The Supreme Court’s denial of the petition removes a potential hazard to a major SEC enforcement mechanism. Mascianica - interviewed before the petition was rejected – said he saw ramifications of Romeril for SEC gag orders as among the biggest potential impacts of the three cases.
“If no-admit, no-deny is no longer an option, the impact for the SEC’s Division of Enforcement arguably blows out of the water any impact from an inability to litigate in administrative proceedings,” he said. “No-admit, no-deny is how the agency has generally settled matters for the last 50 years.”
Congress’ Role
An open question is whether Congress will act to clarify the SEC’s administrative authority amid the judicial uncertainty, as it did to cement the commission’s power to collect disgorgement in light of the Supreme Court’s 2017 decision in Kokesh v. SEC.
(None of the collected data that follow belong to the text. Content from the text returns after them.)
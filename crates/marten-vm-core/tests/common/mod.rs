//! Shared module builders for integration tests

#![allow(dead_code)]

use std::sync::Arc;

use marten_vm_bytecode::{ConstantIndex, Function, FunctionIndex, Instruction, Module, Register};
use marten_vm_core::{RuntimeConfig, VmRuntime};
use parking_lot::Mutex;

pub const FIXTURE_URL: &str = "/test/marten/call-stack.js";

/// Runtime whose `print` output is collected into the returned buffer
pub fn capturing_runtime(config: RuntimeConfig) -> (VmRuntime, Arc<Mutex<Vec<String>>>) {
    let lines = Arc::new(Mutex::new(Vec::new()));
    let sink = Arc::clone(&lines);
    let mut runtime = VmRuntime::with_config(config);
    runtime.set_output(Arc::new(move |line: &str| sink.lock().push(line.to_string())));
    (runtime, lines)
}

fn r(index: u8) -> Register {
    Register(index)
}

fn call(dst: u8, func: u8, argc: u8) -> Instruction {
    Instruction::Call {
        dst: r(dst),
        func: r(func),
        argc,
    }
}

/// Bytecode for this script (line numbers as in the source):
///
/// ```text
///  1 // RUN: marten run %s
///  2 // REQUIRES: exception_on_oom
///  3 "use strict";
///  4
///  5 function c() {
///  6   return MartenInternal.getCallStack();
///  7 }
///  8
///  9 function b() {
/// 10   var f = function() {
/// 11     return c();
/// 12   };
/// 13   return f();
/// 14 }
/// 15
/// 16 function a() {
/// 17   return b();
/// 18 }
/// 19
/// 20 print(a());
/// ```
pub fn fixture_module() -> Module {
    let mut builder = Module::builder(FIXTURE_URL);
    let constants = builder.constants_mut();
    let k_c = ConstantIndex(constants.add_string("c"));
    let k_b = ConstantIndex(constants.add_string("b"));
    let k_a = ConstantIndex(constants.add_string("a"));
    let k_print = ConstantIndex(constants.add_string("print"));
    let k_internal = ConstantIndex(constants.add_string("MartenInternal"));
    let k_get_call_stack = ConstantIndex(constants.add_string("getCallStack"));

    // 0: global code
    builder.add_function(
        Function::builder()
            .name("global")
            .register_count(2)
            .instruction_at(Instruction::Closure { dst: r(0), func: FunctionIndex(1) }, 5, 1)
            .instruction(Instruction::SetGlobal { name: k_c, src: r(0) })
            .instruction_at(Instruction::Closure { dst: r(0), func: FunctionIndex(2) }, 9, 1)
            .instruction(Instruction::SetGlobal { name: k_b, src: r(0) })
            .instruction_at(Instruction::Closure { dst: r(0), func: FunctionIndex(4) }, 16, 1)
            .instruction(Instruction::SetGlobal { name: k_a, src: r(0) })
            .instruction_at(Instruction::GetGlobal { dst: r(0), name: k_print }, 20, 1)
            .instruction_at(Instruction::GetGlobal { dst: r(1), name: k_a }, 20, 7)
            .instruction_at(call(1, 1, 0), 20, 8)
            .instruction_at(call(0, 0, 1), 20, 6)
            .instruction(Instruction::ReturnUndefined)
            .build(),
    );

    // 1: function c
    builder.add_function(
        Function::builder()
            .name("c")
            .register_count(2)
            .instruction_at(Instruction::GetGlobal { dst: r(0), name: k_internal }, 6, 10)
            .instruction_at(
                Instruction::GetPropConst {
                    dst: r(1),
                    obj: r(0),
                    name: k_get_call_stack,
                },
                6,
                24,
            )
            .instruction_at(call(0, 1, 0), 6, 37)
            .instruction_at(Instruction::Return { src: r(0) }, 6, 3)
            .build(),
    );

    // 2: function b
    builder.add_function(
        Function::builder()
            .name("b")
            .register_count(2)
            .instruction_at(Instruction::Closure { dst: r(1), func: FunctionIndex(3) }, 10, 11)
            .instruction_at(call(0, 1, 0), 13, 11)
            .instruction_at(Instruction::Return { src: r(0) }, 13, 3)
            .build(),
    );

    // 3: the function expression bound to `f` (name inferred from the binding)
    builder.add_function(
        Function::builder()
            .name("f")
            .register_count(1)
            .instruction_at(Instruction::GetGlobal { dst: r(0), name: k_c }, 11, 12)
            .instruction_at(call(0, 0, 0), 11, 13)
            .instruction_at(Instruction::Return { src: r(0) }, 11, 5)
            .build(),
    );

    // 4: function a
    builder.add_function(
        Function::builder()
            .name("a")
            .register_count(1)
            .instruction_at(Instruction::GetGlobal { dst: r(0), name: k_b }, 17, 10)
            .instruction_at(call(0, 0, 0), 17, 11)
            .instruction_at(Instruction::Return { src: r(0) }, 17, 3)
            .build(),
    );

    builder.build()
}

/// A chain `global -> f1 -> .. -> f{depth-1}` whose innermost function
/// returns `MartenInternal.getCallStack()` and whose entry prints it.
///
/// Function `k` calls at line `k + 1`, column `k + 1`. Unnamed functions
/// are emitted for every index in `anonymous`.
pub fn chain_module(depth: u32, anonymous: &[u32]) -> Module {
    assert!(depth >= 1);
    let mut builder = Module::builder("chain.js");
    let constants = builder.constants_mut();
    let k_print = ConstantIndex(constants.add_string("print"));
    let k_internal = ConstantIndex(constants.add_string("MartenInternal"));
    let k_get_call_stack = ConstantIndex(constants.add_string("getCallStack"));

    for k in 0..depth {
        let line = k + 1;
        let column = k + 1;
        let mut func = Function::builder().register_count(3);
        if !anonymous.contains(&k) {
            func = func.name(if k == 0 { "global".to_string() } else { format!("f{}", k) });
        }

        func = if k + 1 < depth {
            func.instruction(Instruction::Closure {
                dst: r(1),
                func: FunctionIndex(k + 1),
            })
            .instruction_at(call(1, 1, 0), line, column)
        } else {
            func.instruction(Instruction::GetGlobal { dst: r(0), name: k_internal })
                .instruction(Instruction::GetPropConst {
                    dst: r(1),
                    obj: r(0),
                    name: k_get_call_stack,
                })
                .instruction_at(call(1, 1, 0), line, column)
        };

        func = if k == 0 {
            func.instruction(Instruction::GetGlobal { dst: r(0), name: k_print })
                .instruction(Instruction::Move { dst: r(2), src: r(1) })
                .instruction(Instruction::Move { dst: r(1), src: r(0) })
                .instruction(call(0, 1, 1))
                .instruction(Instruction::Return { src: r(2) })
        } else {
            func.instruction(Instruction::Return { src: r(1) })
        };

        builder.add_function(func.build());
    }

    builder.build()
}
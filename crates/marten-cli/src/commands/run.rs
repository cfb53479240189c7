//! Run command - execute a bytecode module.

use anyhow::Result;
use clap::Args;
use marten_vm_core::format::format_uncaught;
use marten_vm_core::{VmError, VmRuntime};
use std::path::{Path, PathBuf};
use std::process::ExitCode;

use crate::config::{Config, Overrides};

#[derive(Args)]
pub struct RunCommand {
    /// Bytecode module (`.mbc` container or `.json`)
    pub module: PathBuf,

    /// Heap limit in bytes
    #[arg(long = "max-heap", value_name = "BYTES")]
    pub max_heap: Option<usize>,

    /// Maximum number of active frames
    #[arg(long, value_name = "N")]
    pub max_stack_depth: Option<usize>,
}

impl RunCommand {
    pub fn run(&self, config: &Config) -> Result<ExitCode> {
        let module = super::load_module(&self.module)?;
        let runtime_config = config.runtime_config(Overrides {
            max_heap_size: self.max_heap,
            max_stack_depth: self.max_stack_depth,
        });
        tracing::debug!(?runtime_config, module = %self.module.display(), "running");

        let runtime = VmRuntime::with_config(runtime_config);
        match runtime.execute_module(module) {
            Ok(_) => Ok(ExitCode::SUCCESS),
            Err(err) => match uncaught_report(&err) {
                Some(report) => {
                    eprint!("{}", report);
                    Ok(ExitCode::FAILURE)
                }
                None => Err(anyhow::Error::new(err).context(failed(&self.module))),
            },
        }
    }
}

fn failed(path: &Path) -> String {
    format!("Failed to execute {}", path.display())
}

/// Text printed for an error that escaped the script.
///
/// Host-level failures (internal and bytecode errors) have no report and
/// are returned as command errors instead.
pub fn uncaught_report(err: &VmError) -> Option<String> {
    match err {
        VmError::Exception(thrown) => Some(format_uncaught(thrown)),
        err if err.is_catchable() => Some(format!("Uncaught {}\n", err)),
        _ => None,
    }
}

#[cfg(test)]
mod tests {
    use super::*;
    use marten_vm_core::{FormattedFrame, FrameLocation, Value};

    #[test]
    fn test_report_for_exception_includes_stack() {
        let err = VmError::exception(
            Value::string("boom"),
            vec![FormattedFrame {
                name: "main".to_string(),
                location: FrameLocation::Native,
            }],
        );

        assert_eq!(
            uncaught_report(&err).unwrap(),
            "Uncaught boom\n    at main: native\n"
        );
    }

    #[test]
    fn test_report_for_out_of_memory() {
        assert_eq!(
            uncaught_report(&VmError::OutOfMemory).unwrap(),
            "Uncaught RangeError: Out of memory\n"
        );
    }

    #[test]
    fn test_internal_error_has_no_report() {
        assert!(uncaught_report(&VmError::internal("no frame")).is_none());
    }
}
For Jarkesy, Meshulam sees a possibility for Congress to act to address the “intelligible principle” issue in the second holding. Not so for the other two holdings, however.
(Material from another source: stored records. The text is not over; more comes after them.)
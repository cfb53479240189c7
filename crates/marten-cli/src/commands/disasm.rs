//! Disasm command - list a module's constants and instructions.

use anyhow::Result;
use clap::Args;
use marten_vm_bytecode::{Constant, Module};
use std::fmt::Write;
use std::path::PathBuf;

#[derive(Args)]
pub struct DisasmCommand {
    /// Bytecode module (`.mbc` container or `.json`)
    pub module: PathBuf,

    /// Print the module as JSON instead of a listing
    #[arg(long)]
    pub json: bool,
}

impl DisasmCommand {
    pub fn run(&self) -> Result<()> {
        let module = super::load_module(&self.module)?;
        if self.json {
            println!("{}", module.to_json()?);
        } else {
            print!("{}", disassemble(&module));
        }
        Ok(())
    }
}

/// Render every function with its instructions and source positions
pub fn disassemble(module: &Module) -> String {
    let mut out = String::new();
    let _ = writeln!(out, "module {} (entry f{})", module.source_url, module.entry_point);

    if !module.constants.is_empty() {
        let _ = writeln!(out, "constants:");
        for (i, constant) in module.constants.iter().enumerate() {
            match constant {
                Constant::Number(n) => {
                    let _ = writeln!(out, "  c{:<4} {}", i, n);
                }
                Constant::String(s) => {
                    let _ = writeln!(out, "  c{:<4} {:?}", i, s);
                }
            }
        }
    }

    for (index, function) in module.functions.iter().enumerate() {
        let _ = writeln!(
            out,
            "\nf{} {} (params {}, registers {}):",
            index,
            function.display_name(),
            function.param_count,
            function.register_count
        );
        for (pc, instruction) in function.instructions.iter().enumerate() {
            let line = format!("  {:04}  {}", pc, instruction);
            match function.position_at(pc) {
                Some(pos) if pos.instruction_index as usize == pc => {
                    let _ = writeln!(out, "{:<32} ; {}:{}", line, pos.line, pos.column);
                }
                _ => {
                    let _ = writeln!(out, "{}", line);
                }
            }
        }
    }

    out
}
“I don’t think it can necessarily resolve the issue about deprivation of rights to a jury trial so long as the authority for the SEC to collect civil penalties administratively remains,” she said. Nor does she believe lawmakers can easily solve the ALJ removal protection issue.
“It can’t be just SEC focused,” she said. “That issue has potential impact across a wide array of administrative agencies. So I think there could be some but not complete legislative fixes on these issues.”
Republicans in Congress, however, have proven far more hostile to the SEC’s use of its in-house proceedings than Democrats, and would be less likely to agree to any Jarkesy fix should they regain one or both chambers of Congress following the midterm elections.
To underscore the GOP’s hostility towards the SEC’s use of ALJs, in April, the Senate Banking Committee released its JOBS Act 4.0 package containing the Administrative Enforcement Fairness Act, sponsored by Sen. Cynthia Lummis, a Wyoming Republican. The measure would stipulate that: “any administrative proceeding brought by the Commission under this Act may be removed by the eligible respondent to the district court of the United States.”
The bill’s benefits are limited, however, by a long list of exclusions. An “eligible respondent” does not include a registered broker or dealer, registered investment adviser, registered investment company, registered municipal securities dealer, registered nationally recognized statistical rating organization, registered government securities broker, registered government securities dealer, registered public accounting firm, or a registered transfer agent, according to the bill text.
This article was updated on June 21 to reflect the Supreme Court’s denial of the petition in Romeril v. SEC.